A gripping page-turner with an improbable plot involving wartime espionage.

This World War I historical novel pivots between New York City and Germany as a police detective plays cat and mouse with a sinister physician.

The Army’s munitions storage facility on Black Tom Island has been blown up. Germans are suspected, and New York Police Department Detective Max Rothman is ordered to put together a bomb squad to get to the bottom of the incident and conduct espionage for as long as needed. He assembles the squad using Jung’s archetypes as a guide. This crack team goes up against the German spies’ machinations. In a subplot, the philandering Dr. Harold Schwartz, a secret German sympathizer and the head of the Public Health Service on Ellis Island, has gotten nurse Caitlin Ryan pregnant and must deal with that. Meanwhile, Rothman, a widower, falls in love with Maria Richter in a whirlwind courtship. Eventually—after many plot twists—Rothman and Maria decamp for Germany to find the son she had been forced to give up. There, they intersect with Schwartz, who plans to alert the Kaiser to the crown prince’s perfidy and thus prevent a coup. Schwartz winds up in cahoots with Maria’s son’s father, Stefan Zeller. In a very uneasy arrangement, all four sail back to New York on a fishing boat. The fun lies in seeing what will happen next. In this riveting tale, Gordon is a busy plotmeister. The chapters are short and punchy, and circumstances—and allegiances—change with dizzying speed. But those upheavals are sometimes a problem. Even fiction of this kind has to be in accord with life as readers know it.

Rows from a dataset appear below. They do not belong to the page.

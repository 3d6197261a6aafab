//! 评语生成端点

use axum::{
    extract::State,
    http::{header, HeaderMap},
    routing::post,
    Json, Router,
};
use serde_json::Value;
use std::sync::Arc;
use tracing::warn;

use crate::config::get_config;
use crate::error::{AppError, AppResult};
use crate::models::{CommentRequest, CommentResponse};
use crate::services::CommentService;
use crate::state::AppState;

/// 生成评语
///
/// Content-Type 必须是 application/json。请求体宽松解析：
/// 无法解析时按空对象处理，由净化器填充默认值，不在此处报错。
async fn generate_comment(
    State(state): State<Arc<AppState>>,
    headers: HeaderMap,
    body: String,
) -> AppResult<Json<CommentResponse>> {
    require_json_content_type(&headers)?;

    let value: Value = serde_json::from_str(&body).unwrap_or_else(|e| {
        warn!("Request body is not valid JSON, falling back to defaults: {}", e);
        Value::Object(Default::default())
    });
    let request = CommentRequest::sanitize(&value);

    let service = CommentService::new(state.http.clone(), &get_config())?;
    let response = service.generate_comment(&request).await?;
    Ok(Json(response))
}

/// 校验 Content-Type（允许携带 charset 等参数）
fn require_json_content_type(headers: &HeaderMap) -> AppResult<()> {
    let content_type = headers
        .get(header::CONTENT_TYPE)
        .and_then(|v| v.to_str().ok())
        .unwrap_or("");

    if content_type.to_ascii_lowercase().contains("application/json") {
        Ok(())
    } else {
        Err(AppError::BadRequest(
            "Content-Type must be application/json".to_string(),
        ))
    }
}

/// 创建评语路由
pub fn comment_routes() -> Router<Arc<AppState>> {
    Router::new().route("/api/comment", post(generate_comment))
}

So, for example, when Schwartz, who has ordered the pregnant Caitlin killed, finds himself suddenly in love with her, most readers’ jaws will drop. Later in the story, a character’s remark, “A novel of fiction could not have dreamed this up,” will speak for many in the audience. Some of the scenes are effective as set pieces, but more than once readers will feel their credulity imposed upon.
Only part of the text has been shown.